DATA SUPPLIED below:

//! Static rule tables: dimension domains, the antagonist denylist, and
//! avoid-rule keywords.
//!
//! Loaded once at startup and treated as immutable afterwards.

use crate::models::{Antagonist, CanonicalFingerprint, Dimension};
use crate::{Error, Result};
use std::collections::{BTreeMap, BTreeSet};

/// Antagonist pairs declared structurally incompatible.
///
/// Only the documented pairs are built in. Additional pairs come from configuration.
pub const DEFAULT_ANTAGONIST_DENYLIST: &[(Antagonist, Antagonist)] = &[
    (Antagonist::Supernatural, Antagonist::Technology),
    (Antagonist::Supernatural, Antagonist::Institution),
];

/// Built-in avoid-rule keywords per `(dimension, value)`.
const DEFAULT_KEYWORDS: &[(Dimension, &str, &[&str])] = &[
    (Dimension::Setting, "digital", &["digital", "online", "internet", "virtual", "computer", "cyberspace"]),
    (Dimension::Setting, "domestic", &["home", "house", "domestic", "household"]),
    (Dimension::Setting, "urban", &["city", "urban", "apartment", "subway", "downtown"]),
    (Dimension::Setting, "rural", &["rural", "farm", "village", "small town", "countryside"]),
    (Dimension::Setting, "wilderness", &["forest", "woods", "wilderness", "mountain", "desert"]),
    (Dimension::Setting, "institutional", &["hospital", "asylum", "school", "prison", "office"]),
    (Dimension::Setting, "aquatic", &["sea", "ocean", "ship", "lake", "underwater"]),
    (Dimension::Setting, "liminal", &["liminal", "stairwell", "hallway", "parking garage", "backrooms"]),
    (Dimension::PrimaryFear, "identity_erasure", &["identity", "identity erasure", "replaced", "replacement"]),
    (Dimension::PrimaryFear, "isolation", &["isolation", "isolated", "alone", "loneliness"]),
    (Dimension::PrimaryFear, "loss_of_control", &["loss of control", "helpless", "paralysis"]),
    (Dimension::PrimaryFear, "contamination", &["contamination", "contaminated", "rot", "disease"]),
    (Dimension::PrimaryFear, "abandonment", &["abandonment", "abandoned", "left behind"]),
    (Dimension::PrimaryFear, "surveillance", &["surveillance", "spying", "monitored"]),
    (Dimension::PrimaryFear, "mortality", &["death", "dying", "mortality", "grave"]),
    (Dimension::PrimaryFear, "madness", &["madness", "insanity", "sanity", "hallucination"]),
    (Dimension::Antagonist, "technology", &["technology", "ai", "artificial intelligence", "machine", "algorithm", "robot"]),
    (Dimension::Antagonist, "supernatural", &["supernatural", "ghost", "demon", "spirit", "haunting"]),
    (Dimension::Antagonist, "human", &["killer", "stalker", "stranger", "cult"]),
    (Dimension::Antagonist, "creature", &["creature", "beast", "animal"]),
    (Dimension::Antagonist, "environment", &["storm", "weather", "nature", "flood"]),
    (Dimension::Antagonist, "self", &["inner demon", "own mind", "themselves"]),
    (Dimension::Antagonist, "institution", &["corporation", "government", "institution", "agency"]),
    (Dimension::Mechanism, "impersonation", &["impersonation", "impostor", "doppelganger", "mimic"]),
    (Dimension::Mechanism, "possession", &["possession", "possessed"]),
    (Dimension::Mechanism, "infection", &["infection", "virus", "parasite", "contagion"]),
    (Dimension::Mechanism, "entrapment", &["trapped", "entrapment", "locked in", "no exit"]),
    (Dimension::Mechanism, "time_loop", &["time loop", "repeating day"]),
    (Dimension::Mechanism, "erasure", &["erased", "erasure", "vanish", "disappear"]),
    (Dimension::Mechanism, "manipulation", &["manipulation", "gaslighting", "manipulated"]),
    (Dimension::Mechanism, "observation", &["observation", "watching", "cameras"]),
    (Dimension::Twist, "self_is_monster", &["narrator is the monster", "was the monster", "self is monster"]),
    (Dimension::Twist, "unreliable_narrator", &["unreliable narrator", "unreliable"]),
    (Dimension::Twist, "already_dead", &["already dead", "dead all along"]),
    (Dimension::Twist, "never_escaped", &["never escaped", "still trapped"]),
    (Dimension::Twist, "cyclical", &["cyclical", "starts again", "cycle"]),
    (Dimension::Twist, "complicity", &["complicit", "complicity"]),
    (Dimension::Twist, "watcher_revealed", &["watcher revealed", "watched all along"]),
];

/// Rule tables shared by the compatibility scorer.
#[derive(Debug, Clone)]
pub struct RuleTables {
    /// Enabled values per dimension (canonical names).
    domains: BTreeMap<Dimension, BTreeSet<&'static str>>,
    /// Mutually exclusive antagonist pairs, normalized so `.0 <= .1`.
    antagonist_denylist: BTreeSet<(Antagonist, Antagonist)>,
    /// Keywords per `(dimension, value)`.
    avoid_keywords: BTreeMap<(Dimension, &'static str), Vec<String>>,
}

impl Default for RuleTables {
    fn default() -> Self {
        let domains = Dimension::ALL
            .iter()
            .map(|d| (*d, d.value_names().into_iter().collect()))
            .collect();

        let avoid_keywords = DEFAULT_KEYWORDS
            .iter()
            .map(|(dimension, value, words)| {
                (
                    (*dimension, *value),
                    words.iter().map(|w| (*w).to_string()).collect(),
                )
            })
            .collect();

        let mut tables = Self {
            domains,
            antagonist_denylist: BTreeSet::new(),
            avoid_keywords,
        };
        for (a, b) in DEFAULT_ANTAGONIST_DENYLIST {
            tables.deny_antagonists(*a, *b);
        }
        tables
    }
}

impl RuleTables {
    /// Restricts a dimension to a subset of its enumeration.
    ///
    /// # Errors
    ///
    /// Returns [`Error::Validation`] if a value is not part of the dimension's enumeration.
    pub fn restrict_domain<S: AsRef<str>>(
        &mut self,
        dimension: Dimension,
        values: &[S],
    ) -> Result<()> {
        let mut enabled = BTreeSet::new();
        for value in values {
            enabled.insert(dimension.canonical_value(value.as_ref())?);
        }
        self.domains.insert(dimension, enabled);
        Ok(())
    }

    /// Adds a mutually exclusive antagonist pair (symmetric).
    pub fn deny_antagonists(&mut self, a: Antagonist, b: Antagonist) {
        let pair = if a <= b { (a, b) } else { (b, a) };
        self.antagonist_denylist.insert(pair);
    }

    /// Adds avoid-rule keywords for a dimension value.
    ///
    /// # Errors
    ///
    /// Returns [`Error::Validation`] if the value is not part of the
    /// dimension's enumeration or is the wildcard, which never conflicts.
    pub fn add_keywords<S: AsRef<str>>(
        &mut self,
        dimension: Dimension,
        value: &str,
        keywords: &[S],
    ) -> Result<()> {
        let canonical = dimension.canonical_value(value)?;
        if dimension.wildcard() == Some(canonical) {
            return Err(Error::Validation {
                dimension: dimension.as_str().to_string(),
                value: canonical.to_string(),
            });
        }
        let entry = self.avoid_keywords.entry((dimension, canonical)).or_default();
        for keyword in keywords {
            let keyword = keyword.as_ref().trim().to_lowercase();
            if !keyword.is_empty() && !entry.contains(&keyword) {
                entry.push(keyword);
            }
        }
        Ok(())
    }

    /// Returns true if the pair is on the denylist, in either order.
    #[must_use]
    pub fn is_exclusive_pair(&self, a: Antagonist, b: Antagonist) -> bool {
        let pair = if a <= b { (a, b) } else { (b, a) };
        self.antagonist_denylist.contains(&pair)
    }

    /// Returns the denylist pairs.
    pub fn antagonist_denylist(&self) -> impl Iterator<Item = &(Antagonist, Antagonist)> {
        self.antagonist_denylist.iter()
    }

    /// Returns the keyword table.
    #[must_use]
    pub const fn avoid_keywords(&self) -> &BTreeMap<(Dimension, &'static str), Vec<String>> {
        &self.avoid_keywords
    }

    /// Returns true if the value is in the dimension's enabled domain.
    #[must_use]
    pub fn is_enabled(&self, dimension: Dimension, value: &str) -> bool {
        self.domains
            .get(&dimension)
            .is_some_and(|values| values.contains(value))
    }

    /// Checks every dimension value of a fingerprint against the enabled domains.
    ///
    /// # Errors
    ///
    /// Returns [`Error::Validation`] naming the first value outside its domain.
    pub fn validate_fingerprint(&self, fingerprint: &CanonicalFingerprint) -> Result<()> {
        for (dimension, value) in fingerprint.values() {
            if !self.is_enabled(dimension, value) {
                return Err(Error::Validation {
                    dimension: dimension.as_str().to_string(),
                    value: value.to_string(),
                });
            }
        }
        Ok(())
    }

    /// Validates the tables themselves.
    ///
    /// # Errors
    ///
    /// Returns [`Error::InvalidConfig`] if a domain is empty, a wildcard
    /// dimension lost its wildcard, or the denylist names a wildcard.
    pub fn validate(&self) -> Result<()> {
        for dimension in Dimension::ALL {
            let Some(values) = self.domains.get(&dimension) else {
                return Err(Error::InvalidConfig(format!(
                    "missing domain for dimension '{dimension}'"
                )));
            };
            if values.is_empty() {
                return Err(Error::InvalidConfig(format!(
                    "domain for dimension '{dimension}' is empty"
                )));
            }
            if let Some(wildcard) = dimension.wildcard()
                && !values.contains(wildcard)
            {
                return Err(Error::InvalidConfig(format!(
                    "domain for dimension '{dimension}' must keep the wildcard '{wildcard}'"
                )));
            }
        }

        if let Some((a, b)) = self
            .antagonist_denylist
            .iter()
            .find(|(a, b)| *a == Antagonist::Any || *b == Antagonist::Any)
        {
            return Err(Error::InvalidConfig(format!(
                "antagonist denylist entry ({a}, {b}) must name concrete values"
            )));
        }

        Ok(())
    }
}

#[cfg(test)]
mod tests {
    use super::*;
    use crate::models::{Mechanism, PrimaryFear, Setting, Twist};

    #[test]
    fn test_default_tables_validate() {
        let tables = RuleTables::default();
        assert!(tables.validate().is_ok());
        assert!(tables.is_enabled(Dimension::Setting, "digital"));
        assert!(tables.is_enabled(Dimension::PrimaryFear, "madness"));
    }

    #[test]
    fn test_denylist_is_symmetric() {
        let tables = RuleTables::default();
        assert!(tables.is_exclusive_pair(Antagonist::Technology, Antagonist::Supernatural));
        assert!(tables.is_exclusive_pair(Antagonist::Supernatural, Antagonist::Technology));
        assert!(!tables.is_exclusive_pair(Antagonist::Human, Antagonist::Technology));
    }

    #[test]
    fn test_denylist_is_extensible() {
        let mut tables = RuleTables::default();
        assert!(!tables.is_exclusive_pair(Antagonist::Creature, Antagonist::Technology));
        tables.deny_antagonists(Antagonist::Technology, Antagonist::Creature);
        assert!(tables.is_exclusive_pair(Antagonist::Creature, Antagonist::Technology));
    }

    #[test]
    fn test_restricted_domain_rejects_fingerprint() {
        let mut tables = RuleTables::default();
        tables
            .restrict_domain(Dimension::Setting, &["any", "urban"])
            .unwrap();

        let fp = CanonicalFingerprint::new(
            Setting::Digital,
            PrimaryFear::Isolation,
            Antagonist::Any,
            Mechanism::Any,
            Twist::Any,
        );
        let err = tables.validate_fingerprint(&fp).unwrap_err();
        assert!(matches!(err, Error::Validation { ref value, .. } if value == "digital"));
    }

    #[test]
    fn test_restricting_away_wildcard_is_invalid() {
        let mut tables = RuleTables::default();
        tables
            .restrict_domain(Dimension::Twist, &["cyclical"])
            .unwrap();
        assert!(matches!(tables.validate(), Err(Error::InvalidConfig(_))));
    }

    #[test]
    fn test_wildcard_in_denylist_is_invalid() {
        let mut tables = RuleTables::default();
        tables.deny_antagonists(Antagonist::Any, Antagonist::Human);
        assert!(tables.validate().is_err());
    }

    #[test]
    fn test_add_keywords_deduplicates() {
        let mut tables = RuleTables::default();
        tables
            .add_keywords(Dimension::Setting, "digital", &["Cyberspace", "metaverse"])
            .unwrap();
        let words = &tables.avoid_keywords()[&(Dimension::Setting, "digital")];
        assert_eq!(words.iter().filter(|w| *w == "cyberspace").count(), 1);
        assert!(words.contains(&"metaverse".to_string()));
        assert!(tables.add_keywords(Dimension::Setting, "moon", &["x"]).is_err());
    }

    #[test]
    fn test_add_keywords_rejects_wildcard() {
        let mut tables = RuleTables::default();
        let result = tables.add_keywords(Dimension::Twist, "ANY", &["anything"]);
        assert!(matches!(
            result,
            Err(Error::Validation { ref dimension, ref value }) if dimension == "twist" && value == "any"
        ));
        assert!(!tables.avoid_keywords().contains_key(&(Dimension::Twist, "any")));
    }
}
//! Configuration management.
//!
//! Thresholds and rule tables are an explicit struct passed to constructors,
//! validated once at startup and immutable afterwards.

mod rules;

pub use rules::{DEFAULT_ANTAGONIST_DENYLIST, RuleTables};

use crate::models::{Antagonist, Dimension};
use crate::{Error, Result};
use serde::Deserialize;
use std::collections::BTreeMap;
use std::path::{Path, PathBuf};
use std::time::Duration;

/// Similarity thresholds for the duplicate classifier.
///
/// # Environment Variables
///
/// | Variable | Type | Default |
/// |----------|------|---------|
/// | `TALEPRINT_DEDUP_LOW_BOUND` | f32 | `0.70` |
/// | `TALEPRINT_DEDUP_HIGH_BOUND` | f32 | `0.85` |
#[derive(Debug, Clone, Copy, PartialEq)]
pub struct DedupThresholds {
    /// Similarities below this are `Low`.
    pub low_bound: f32,
    /// Similarities at or above this are `High`.
    pub high_bound: f32,
    /// Neighbours fetched per query.
    pub query_k: usize,
}

impl Default for DedupThresholds {
    fn default() -> Self {
        Self {
            low_bound: 0.70,
            high_bound: 0.85,
            query_k: 5,
        }
    }
}

impl DedupThresholds {
    /// Checks `0 <= low_bound < high_bound <= 1` and `query_k >= 1`.
    ///
    /// # Errors
    ///
    /// Returns [`Error::InvalidConfig`] when the bounds are out of order or range.
    pub fn validate(&self) -> Result<()> {
        let ordered = 0.0 <= self.low_bound
            && self.low_bound < self.high_bound
            && self.high_bound <= 1.0;
        if !ordered {
            return Err(Error::InvalidConfig(format!(
                "dedup thresholds must satisfy 0 <= low ({}) < high ({}) <= 1",
                self.low_bound, self.high_bound
            )));
        }
        if self.query_k == 0 {
            return Err(Error::InvalidConfig("dedup query_k must be >= 1".to_string()));
        }
        Ok(())
    }
}

/// Compatibility score thresholds.
#[derive(Debug, Clone, Copy, PartialEq)]
pub struct ScoringConfig {
    /// Minimum accumulated score for acceptance.
    pub accept_threshold: f32,
    /// Minimum score for the `Good` tier.
    pub good_threshold: f32,
}

impl Default for ScoringConfig {
    fn default() -> Self {
        Self {
            accept_threshold: 3.0,
            good_threshold: 4.0,
        }
    }
}

impl ScoringConfig {
    /// Checks `0 <= accept <= good <= 5`.
    ///
    /// # Errors
    ///
    /// Returns [`Error::InvalidConfig`] when the thresholds are out of order or range.
    pub fn validate(&self) -> Result<()> {
        let ordered = 0.0 <= self.accept_threshold
            && self.accept_threshold <= self.good_threshold
            && self.good_threshold <= 5.0;
        if ordered {
            Ok(())
        } else {
            Err(Error::InvalidConfig(format!(
                "scoring thresholds must satisfy 0 <= accept ({}) <= good ({}) <= 5",
                self.accept_threshold, self.good_threshold
            )))
        }
    }
}

/// Embedding provider limits.
#[derive(Debug, Clone, Copy, PartialEq, Eq)]
pub struct EmbeddingConfig {
    /// Maximum simultaneous in-flight provider calls.
    pub max_concurrent: usize,
    /// Per-call timeout in milliseconds.
    pub timeout_ms: u64,
    /// Vector dimensionality expected by the index.
    pub dimensions: usize,
}

impl Default for EmbeddingConfig {
    fn default() -> Self {
        Self {
            max_concurrent: 3,
            timeout_ms: 10_000,
            dimensions: crate::embedding::DEFAULT_DIMENSIONS,
        }
    }
}

impl EmbeddingConfig {
    /// Returns the per-call timeout.
    #[must_use]
    pub const fn timeout(&self) -> Duration {
        Duration::from_millis(self.timeout_ms)
    }
}

/// Registry storage settings.
#[derive(Debug, Clone, Default, PartialEq, Eq)]
pub struct RegistryConfig {
    /// `SQLite` database path. `None` keeps the registry in memory only.
    pub path: Option<PathBuf>,
}

/// Main configuration for taleprint.
#[derive(Debug, Clone, Default)]
pub struct TaleprintConfig {
    /// Duplicate classifier thresholds.
    pub dedup: DedupThresholds,
    /// Compatibility scoring thresholds.
    pub scoring: ScoringConfig,
    /// Embedding limits.
    pub embedding: EmbeddingConfig,
    /// Registry storage.
    pub registry: RegistryConfig,
    /// Rule tables.
    pub rules: RuleTables,
}

/// Configuration file structure (for TOML parsing).
#[derive(Debug, Deserialize, Default)]
pub struct ConfigFile {
    /// Dedup section.
    pub dedup: Option<ConfigFileDedup>,
    /// Scoring section.
    pub scoring: Option<ConfigFileScoring>,
    /// Embedding section.
    pub embedding: Option<ConfigFileEmbedding>,
    /// Registry section.
    pub registry: Option<ConfigFileRegistry>,
    /// Rules section.
    pub rules: Option<ConfigFileRules>,
}

/// Dedup section in config file.
#[derive(Debug, Deserialize, Default)]
pub struct ConfigFileDedup {
    /// Low bound.
    pub low_bound: Option<f32>,
    /// High bound.
    pub high_bound: Option<f32>,
    /// Neighbours per query.
    pub query_k: Option<usize>,
}

/// Scoring section in config file.
#[derive(Debug, Deserialize, Default)]
pub struct ConfigFileScoring {
    /// Acceptance threshold.
    pub accept_threshold: Option<f32>,
    /// Good-tier threshold.
    pub good_threshold: Option<f32>,
}

/// Embedding section in config file.
#[derive(Debug, Deserialize, Default)]
pub struct ConfigFileEmbedding {
    /// Max in-flight calls.
    pub max_concurrent: Option<usize>,
    /// Per-call timeout.
    pub timeout_ms: Option<u64>,
    /// Vector dimensionality.
    pub dimensions: Option<usize>,
}

/// Registry section in config file.
#[derive(Debug, Deserialize, Default)]
pub struct ConfigFileRegistry {
    /// `SQLite` path.
    pub path: Option<String>,
}

/// Rules section in config file.
#[derive(Debug, Deserialize, Default)]
pub struct ConfigFileRules {
    /// Enabled values per dimension name.
    #[serde(default)]
    pub domains: BTreeMap<String, Vec<String>>,
    /// Extra mutually exclusive antagonist pairs.
    #[serde(default)]
    pub antagonist_denylist: Vec<[String; 2]>,
    /// Extra keywords keyed by `dimension.value`.
    #[serde(default)]
    pub avoid_keywords: BTreeMap<String, Vec<String>>,
}

impl TaleprintConfig {
    /// Creates a new configuration with default values.
    #[must_use]
    pub fn new() -> Self {
        Self::default()
    }

    /// Loads configuration from a TOML file.
    ///
    /// # Errors
    ///
    /// Returns an error if the file cannot be read or parsed, or if it names
    /// unknown dimensions or values.
    pub fn load_from_file(path: &Path) -> Result<Self> {
        let contents = std::fs::read_to_string(path)
            .map_err(|e| Error::operation("read_config_file", e))?;
        Self::from_toml(&contents)
    }

    /// Parses configuration from TOML text.
    ///
    /// # Errors
    ///
    /// Returns an error if the text cannot be parsed or names unknown values.
    pub fn from_toml(contents: &str) -> Result<Self> {
        let file: ConfigFile =
            toml::from_str(contents).map_err(|e| Error::operation("parse_config_file", e))?;
        Self::from_config_file(file)
    }

    /// Loads configuration from the platform config directory
    /// (`<config_dir>/taleprint/config.toml`).
    ///
    /// Returns defaults if no readable config file is found.
    #[must_use]
    pub fn load_default() -> Self {
        let Some(base_dirs) = directories::BaseDirs::new() else {
            return Self::default();
        };

        let path = base_dirs.config_dir().join("taleprint").join("config.toml");
        if path.exists() {
            match Self::load_from_file(&path) {
                Ok(config) => return config,
                Err(e) => {
                    tracing::warn!(path = %path.display(), error = %e, "Ignoring unreadable config file");
                },
            }
        }

        Self::default()
    }

    /// Converts a `ConfigFile` to `TaleprintConfig`.
    fn from_config_file(file: ConfigFile) -> Result<Self> {
        let mut config = Self::default();

        if let Some(dedup) = file.dedup {
            if let Some(low) = dedup.low_bound {
                config.dedup.low_bound = low;
            }
            if let Some(high) = dedup.high_bound {
                config.dedup.high_bound = high;
            }
            if let Some(k) = dedup.query_k {
                config.dedup.query_k = k;
            }
        }

        if let Some(scoring) = file.scoring {
            if let Some(accept) = scoring.accept_threshold {
                config.scoring.accept_threshold = accept;
            }
            if let Some(good) = scoring.good_threshold {
                config.scoring.good_threshold = good;
            }
        }

        if let Some(embedding) = file.embedding {
            if let Some(max) = embedding.max_concurrent {
                config.embedding.max_concurrent = max;
            }
            if let Some(timeout_ms) = embedding.timeout_ms {
                config.embedding.timeout_ms = timeout_ms;
            }
            if let Some(dimensions) = embedding.dimensions {
                config.embedding.dimensions = dimensions;
            }
        }

        if let Some(path) = file.registry.and_then(|r| r.path) {
            config.registry.path = Some(PathBuf::from(path));
        }

        if let Some(rules) = file.rules {
            apply_rules(&mut config.rules, rules)?;
        }

        Ok(config)
    }

    /// Applies environment variable overrides.
    ///
    /// | Variable | Field |
    /// |----------|-------|
    /// | `TALEPRINT_DEDUP_LOW_BOUND` | `dedup.low_bound` |
    /// | `TALEPRINT_DEDUP_HIGH_BOUND` | `dedup.high_bound` |
    /// | `TALEPRINT_SCORE_ACCEPT_THRESHOLD` | `scoring.accept_threshold` |
    /// | `TALEPRINT_EMBED_MAX_CONCURRENT` | `embedding.max_concurrent` |
    /// | `TALEPRINT_EMBED_TIMEOUT_MS` | `embedding.timeout_ms` |
    /// | `TALEPRINT_REGISTRY_PATH` | `registry.path` |
    #[must_use]
    pub fn with_env_overrides(mut self) -> Self {
        if let Some(v) = parse_env("TALEPRINT_DEDUP_LOW_BOUND") {
            self.dedup.low_bound = v;
        }
        if let Some(v) = parse_env("TALEPRINT_DEDUP_HIGH_BOUND") {
            self.dedup.high_bound = v;
        }
        if let Some(v) = parse_env("TALEPRINT_SCORE_ACCEPT_THRESHOLD") {
            self.scoring.accept_threshold = v;
        }
        if let Some(v) = parse_env("TALEPRINT_EMBED_MAX_CONCURRENT") {
            self.embedding.max_concurrent = v;
        }
        if let Some(v) = parse_env("TALEPRINT_EMBED_TIMEOUT_MS") {
            self.embedding.timeout_ms = v;
        }
        if let Ok(path) = std::env::var("TALEPRINT_REGISTRY_PATH")
            && !path.trim().is_empty()
        {
            self.registry.path = Some(PathBuf::from(path));
        }
        self
    }

    /// Validates every section.
    ///
    /// # Errors
    ///
    /// Returns [`Error::InvalidConfig`] describing the first violated constraint.
    pub fn validate(&self) -> Result<()> {
        self.dedup.validate()?;
        self.scoring.validate()?;
        if self.embedding.max_concurrent == 0 {
            return Err(Error::InvalidConfig(
                "embedding max_concurrent must be >= 1".to_string(),
            ));
        }
        if self.embedding.dimensions == 0 {
            return Err(Error::InvalidConfig(
                "embedding dimensions must be >= 1".to_string(),
            ));
        }
        self.rules.validate()
    }

    /// Validates and returns the configuration.
    ///
    /// # Errors
    ///
    /// Returns [`Error::InvalidConfig`] if validation fails.
    pub fn validated(self) -> Result<Self> {
        self.validate()?;
        Ok(self)
    }

    /// Builder method to set the dedup thresholds.
    #[must_use]
    pub const fn with_dedup(mut self, dedup: DedupThresholds) -> Self {
        self.dedup = dedup;
        self
    }

    /// Builder method to set the embedding limits.
    #[must_use]
    pub const fn with_embedding(mut self, embedding: EmbeddingConfig) -> Self {
        self.embedding = embedding;
        self
    }

    /// Builder method to set the registry path.
    #[must_use]
    pub fn with_registry_path(mut self, path: impl Into<PathBuf>) -> Self {
        self.registry.path = Some(path.into());
        self
    }

    /// Builder method to replace the rule tables.
    #[must_use]
    pub fn with_rules(mut self, rules: RuleTables) -> Self {
        self.rules = rules;
        self
    }
}

fn apply_rules(tables: &mut RuleTables, rules: ConfigFileRules) -> Result<()> {
    for (name, values) in &rules.domains {
        let dimension = parse_dimension(name)?;
        tables.restrict_domain(dimension, values)?;
    }

    for [a, b] in &rules.antagonist_denylist {
        let a: Antagonist = a.parse()?;
        let b: Antagonist = b.parse()?;
        tables.deny_antagonists(a, b);
    }

    for (key, words) in &rules.avoid_keywords {
        let (dimension, value) = key.split_once('.').ok_or_else(|| {
            Error::InvalidConfig(format!("avoid keyword key '{key}' must be 'dimension.value'"))
        })?;
        tables.add_keywords(parse_dimension(dimension)?, value, words)?;
    }

    Ok(())
}

fn parse_dimension(name: &str) -> Result<Dimension> {
    Dimension::parse(name)
        .ok_or_else(|| Error::InvalidConfig(format!("unknown dimension '{name}'")))
}

fn parse_env<T: std::str::FromStr>(key: &str) -> Option<T> {
    std::env::var(key).ok().and_then(|v| v.trim().parse().ok())
}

End of DATA SUPPLIED.

Look through the entries above and list every line containing "metaverse".

### PROBLEM SOLUTION
            .add_keywords(Dimension::Setting, "digital", &["Cyberspace", "metaverse"])
        assert!(words.contains(&"metaverse".to_string()));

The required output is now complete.